Since the terminal half-life of isoflavones following an oral administration of soy extract capsule in Thai postmenopausal women has been reported to be relatively short (approximately 6.8–8.3 hours) [42], the sustained therapeutic effect after treatment discontinuation therefore was not anticipated. However, at four weeks after discontinuation, the significant alleviation of vasomotor symptoms in this case could still be observed. There are at least two possibilities for such unusual long-term relief of vasomotor symptoms.
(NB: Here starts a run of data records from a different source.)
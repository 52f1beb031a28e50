//! Client-side state for the activity board.
//!
//! DESIGN
//! ======
//! `notice` is kept apart from `activities` so the message slot can be
//! exercised without any activity data.

pub mod activities;
pub mod notice;
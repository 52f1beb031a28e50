use super::*;
use crate::board::BoardStore;
use crate::state::notice::NoticeKind;
use leptos::tachys::view::RenderHtml;

fn render(state: RwSignal<ActivitiesState>) -> String {
    view! { <NoticeBanner state=state/> }.to_html()
}

#[test]
fn empty_slot_renders_hidden() {
    let owner = Owner::new();
    owner.with(|| {
        let state = RwSignal::new(ActivitiesState::default());
        let html = render(state);
        assert!(html.contains(r#"class="hidden""#), "{html}");
    });
}

#[test]
fn visible_notice_renders_kind_class_and_escaped_text() {
    let owner = Owner::new();
    owner.with(|| {
        let state = RwSignal::new(ActivitiesState::default());
        state.apply(|s| {
            s.notice.show("<b>Not found</b>", NoticeKind::Error, 4000);
        });

        let html = render(state);
        assert!(html.contains(r#"class="error""#), "{html}");
        assert!(html.contains("&lt;b&gt;Not found&lt;/b&gt;"), "{html}");
    });
}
First, vasomotor symptoms (especially, early severe profile) can simply decline over time after menopause [43, 44], in part due to time-related central nervous system (CNS) adaptations via different neurochemical pathways in an effort to restore normal temperature regulation [45]. Second, as the patient could have concluded that isoflavone treatment had resulted in the alleviation of vasomotor symptoms, she might have increased her dietary intake of other soy-based products after treatment discontinuation which might be therapeutically equivalent to taking isoflavone capsules.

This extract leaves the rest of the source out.